Saturday, January 20, 2007

NYT: Selling the war like it was their own mother

As the Iraqi government attempts to secure a capital city ravaged by conflict between Sunni and Shiite Muslim Arabs, its decision to bring a third party into the mix may cause more problems than peace.
Kurdish soldiers from northern Iraq, who are mostly Sunnis but not Arabs, are deserting the army to avoid the civil war in Baghdad, a conflict they consider someone else's problem.
The Iraqi army brigades being sent to the capital are filled with former members of a Kurdish militia, the peshmerga, and most of the soldiers remain loyal to the militia.
Much as Shiite militias have infiltrated the Iraqi security forces across Arab Iraq, the peshmerga fill the ranks of the Iraqi army in the Kurdish region in the north, poised to secure a semi-independent Kurdistan and seize oil-rich Kirkuk and parts of Mosul if Iraq falls apart.

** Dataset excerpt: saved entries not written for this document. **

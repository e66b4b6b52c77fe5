//! User-facing flows
//!
//! Each flow validates its input, plans, asks for confirmation before the
//! slow network work, then executes and writes its artifact.

use crate::config::TripcastConfig;
use crate::dataset::{historical_series, short_range_series};
use crate::geocoding::Geocoder;
use crate::http::JsonFetcher;
use crate::models::ForecastDays;
use crate::render::{chart_title, render_chart, save_map};
use crate::trip::{TripPipeline, read_trip_table, write_enriched_csv};
use crate::{Result, TripcastError};
use chrono::{Local, NaiveDate};
use std::path::PathBuf;
use tracing::info;

/// Asked once per flow, between planning and execution
pub trait Confirmation {
    /// `true` to proceed, `false` to abort
    fn confirm(&self) -> Result<bool>;
}

/// Always proceeds, for non-interactive runs
pub struct AssumeYes;

impl Confirmation for AssumeYes {
    fn confirm(&self) -> Result<bool> {
        Ok(true)
    }
}

/// How a flow ended when it did not fail
#[derive(Debug, Clone, Copy, PartialEq, Eq)]
pub enum Outcome {
    Completed,
    Aborted,
}

#[derive(Debug, Clone, PartialEq, Eq)]
pub struct ForecastParams {
    pub city: String,
    pub street: String,
    pub days: u32,
}

#[derive(Debug, Clone, PartialEq, Eq)]
pub struct HistoryParams {
    pub city: String,
    pub street: String,
    pub days: u32,
    pub years: u32,
}

#[derive(Debug, Clone, PartialEq, Eq)]
pub struct TripParams {
    pub input: PathBuf,
    pub map: PathBuf,
}

/// Everything a flow needs: where to fetch from, settings, and who to ask
pub struct App<'a> {
    fetcher: &'a dyn JsonFetcher,
    config: &'a TripcastConfig,
    confirmation: &'a dyn Confirmation,
    today: NaiveDate,
}

impl<'a> App<'a> {
    pub fn new(
        fetcher: &'a dyn JsonFetcher,
        config: &'a TripcastConfig,
        confirmation: &'a dyn Confirmation,
    ) -> Self {
        Self {
            fetcher,
            config,
            confirmation,
            today: Local::now().date_naive(),
        }
    }

    /// Use `today` as the start of the historical comparison
    #[must_use]
    pub fn with_today(mut self, today: NaiveDate) -> Self {
        self.today = today;
        self
    }

    #[must_use]
    pub fn config(&self) -> &TripcastConfig {
        self.config
    }

    fn geocoder(&self) -> Geocoder<'_> {
        Geocoder::new(self.fetcher, &self.config.endpoints.geocode_url)
    }

    fn confirmed(&self) -> Result<bool> {
        let proceed = self.confirmation.confirm()?;
        if !proceed {
            info!("Execution aborted");
        }
        Ok(proceed)
    }

    /// Temperature, showers and cloud cover for the next days, as one chart
    pub fn forecast(&self, params: &ForecastParams) -> Result<Outcome> {
        let days = ForecastDays::new(params.days)?;

        info!("Api call for city coordinates");
        let coordinate = self.geocoder().locate(&params.city, &params.street)?;
        info!(
            "{days} days forecast will be prepared for city: {} and street: {} - coordinates: {coordinate}",
            params.city, params.street
        );

        if !self.confirmed()? {
            return Ok(Outcome::Aborted);
        }

        let series = short_range_series(self.fetcher, &self.config.endpoints, coordinate, days)?;
        render_chart(
            &self.config.output.chart_file,
            &chart_title(days, &params.city),
            &series,
        )?;
        info!("Please check the chart in {}", self.config.output.chart_file);

        Ok(Outcome::Completed)
    }

    /// Temperature forecast overlaid on the same days of previous years
    pub fn history(&self, params: &HistoryParams) -> Result<Outcome> {
        let days = ForecastDays::new(params.days)?;
        if params.years == 0 {
            return Err(TripcastError::validation("Number of years must be at least 1"));
        }

        let coordinate = self.geocoder().locate(&params.city, &params.street)?;
        info!(
            "{days} days forecast (compared with last {} years) will be prepared for city: {} and street: {} - coordinates: {coordinate}",
            params.years, params.city, params.street
        );

        if !self.confirmed()? {
            return Ok(Outcome::Aborted);
        }

        let series = historical_series(
            self.fetcher,
            &self.config.endpoints,
            coordinate,
            self.today,
            days,
            params.years,
        )?;
        render_chart(
            &self.config.output.chart_file,
            &chart_title(days, &params.city),
            &series,
        )?;
        info!("Please check the chart in {}", self.config.output.chart_file);

        Ok(Outcome::Completed)
    }

    /// Forecast for every stop of the trip file, drawn on a map
    pub fn trip(&self, params: &TripParams) -> Result<Outcome> {
        let table = read_trip_table(&params.input)?;
        info!(
            "Weather for {} trip stops will be fetched from {}",
            table.len(),
            params.input.display()
        );

        if !self.confirmed()? {
            return Ok(Outcome::Aborted);
        }

        let pipeline = TripPipeline::new(
            self.fetcher,
            &self.config.endpoints,
            &self.config.defaults.timezone,
        );
        let enriched = pipeline.run(table)?;

        info!("Current trip table:\n{enriched}");
        write_enriched_csv(&enriched, &self.config.output.enriched_file)?;
        save_map(&enriched, &params.map)?;
        info!("Please open {} in a browser", params.map.display());

        Ok(Outcome::Completed)
    }
}

#[cfg(test)]
mod tests {
    use super::*;
    use crate::error::FetchError;
    use serde_json::Value;
    use std::cell::Cell;

    struct NoNetwork {
        calls: Cell<usize>,
    }

    impl JsonFetcher for NoNetwork {
        fn get_json(&self, _url: &str) -> std::result::Result<Value, FetchError> {
            self.calls.set(self.calls.get() + 1);
            Ok(serde_json::json!([{"lat": "51.1", "lon": "17.03"}]))
        }
    }

    struct Decline;

    impl Confirmation for Decline {
        fn confirm(&self) -> Result<bool> {
            Ok(false)
        }
    }

    fn params(days: u32) -> ForecastParams {
        ForecastParams {
            city: "Wroclaw".into(),
            street: "Fabryczna".into(),
            days,
        }
    }

    #[test]
    fn test_invalid_days_fail_before_any_request() {
        let fetcher = NoNetwork { calls: Cell::new(0) };
        let config = TripcastConfig::default();
        let app = App::new(&fetcher, &config, &AssumeYes);

        for days in [0, 17, 20] {
            let err = app.forecast(&params(days)).unwrap_err();
            assert!(matches!(err, TripcastError::Validation { .. }));
        }
        assert_eq!(fetcher.calls.get(), 0);
    }

    #[test]
    fn test_declined_forecast_only_geocodes() {
        let fetcher = NoNetwork { calls: Cell::new(0) };
        let config = TripcastConfig::default();
        let app = App::new(&fetcher, &config, &Decline);

        assert_eq!(app.forecast(&params(5)).unwrap(), Outcome::Aborted);
        assert_eq!(fetcher.calls.get(), 1);
    }

    #[test]
    fn test_history_rejects_zero_years() {
        let fetcher = NoNetwork { calls: Cell::new(0) };
        let config = TripcastConfig::default();
        let app = App::new(&fetcher, &config, &AssumeYes);

        let err = app
            .history(&HistoryParams {
                city: "Wroclaw".into(),
                street: "Fabryczna".into(),
                days: 5,
                years: 0,
            })
            .unwrap_err();
        assert!(matches!(err, TripcastError::Validation { .. }));
        assert_eq!(fetcher.calls.get(), 0);
    }

    #[test]
    fn test_history_stops_on_impossible_date() {
        let fetcher = NoNetwork { calls: Cell::new(0) };
        let config = TripcastConfig::default();
        let app = App::new(&fetcher, &config, &AssumeYes)
            .with_today(NaiveDate::from_ymd_opt(2024, 2, 29).unwrap());

        let err = app
            .history(&HistoryParams {
                city: "Wroclaw".into(),
                street: "Fabryczna".into(),
                days: 1,
                years: 1,
            })
            .unwrap_err();
        assert!(matches!(err, TripcastError::InvalidDate { year: 2023, .. }));
    }
}
use clap::Parser;
use std::process::ExitCode;
use tracing::{debug, error, info};
use tripcast::cli::{Cli, Resolved};
use tripcast::flows::{App, AssumeYes, Confirmation};
use tripcast::menu::{self, KeyPrompt};
use tripcast::{HttpClient, TripcastConfig, TripcastError, logging};

fn main() -> ExitCode {
    let cli = Cli::parse();

    let config = match TripcastConfig::load_from_path(cli.config.clone()) {
        Ok(config) => config,
        Err(e) => {
            eprintln!("Configuration error: {e:#}");
            return ExitCode::FAILURE;
        }
    };

    match logging::init(&config.logging) {
        Ok(Some(path)) => debug!("Logging to {}", path.display()),
        Ok(None) => {}
        Err(e) => {
            eprintln!("{e}");
            return ExitCode::FAILURE;
        }
    }

    match run(cli, &config) {
        Ok(()) => ExitCode::SUCCESS,
        Err(e) => {
            report(&e);
            ExitCode::FAILURE
        }
    }
}

fn run(cli: Cli, config: &TripcastConfig) -> anyhow::Result<()> {
    let client = HttpClient::new()?;
    let confirmation: Box<dyn Confirmation> = if cli.yes {
        Box::new(AssumeYes)
    } else {
        Box::new(KeyPrompt)
    };
    let app = App::new(&client, config, confirmation.as_ref());

    let Some(command) = cli.command else {
        menu::run(&app)?;
        return Ok(());
    };

    let outcome = match command.resolve(config) {
        Resolved::Forecast(params) => app.forecast(&params)?,
        Resolved::History(params) => app.history(&params)?,
        Resolved::Trip(params) => app.trip(&params)?,
    };
    info!("Finished: {outcome:?}");

    Ok(())
}

/// Log a failure once; failures already logged where they happened are skipped
fn report(err: &anyhow::Error) {
    match err.downcast_ref::<TripcastError>() {
        Some(e) if e.already_reported() => debug!("{e}"),
        Some(e) => {
            error!("{}", e.user_message());
            debug!("{e}");
        }
        None => error!("{err:#}"),
    }
}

One thing they didn't bank on, they said, was being sent into the "fire" of Baghdad.
"The soldiers don't know the Arabic language, the Arab tradition, and they don't have any experience fighting terror," said Anwar Dolani, a former peshmerga commander who leads the brigade that's being transferred to Baghdad from the Kurdish city of Sulaimaniyah.


The above is from Leila Fadel and Yaseen Taha's "Kurdish Iraqi soldiers are deserting to avoid the conflict in Baghdad" (McClatchy Newspapers). Nothing on it in the New York Times because selling the war is much more important to them than reality. The proposed escalation comes at a time when more and more countries are pulling out of Iraq and, now, it appears the Kurds are also saying "no." It's so much easier to fluff as James Glanz does today in "Draft Law Keeps Central Control Over Oil in Iraq." No, it doesn't. Read the article (Glanz didn't write the headline) and you'll see that if you do this or that (for instance produce over 150,000 barrels of oil a day) you avoid the centralization. "Eventual privatization" Glanz mentions before moving on quickly and you know the issue of the foreign companies getting 75% of all profits isn't dealt with. Should an occupied country with a war still raging allow a puppet government to determine their future profits? No. But Glanz isn't up for that either.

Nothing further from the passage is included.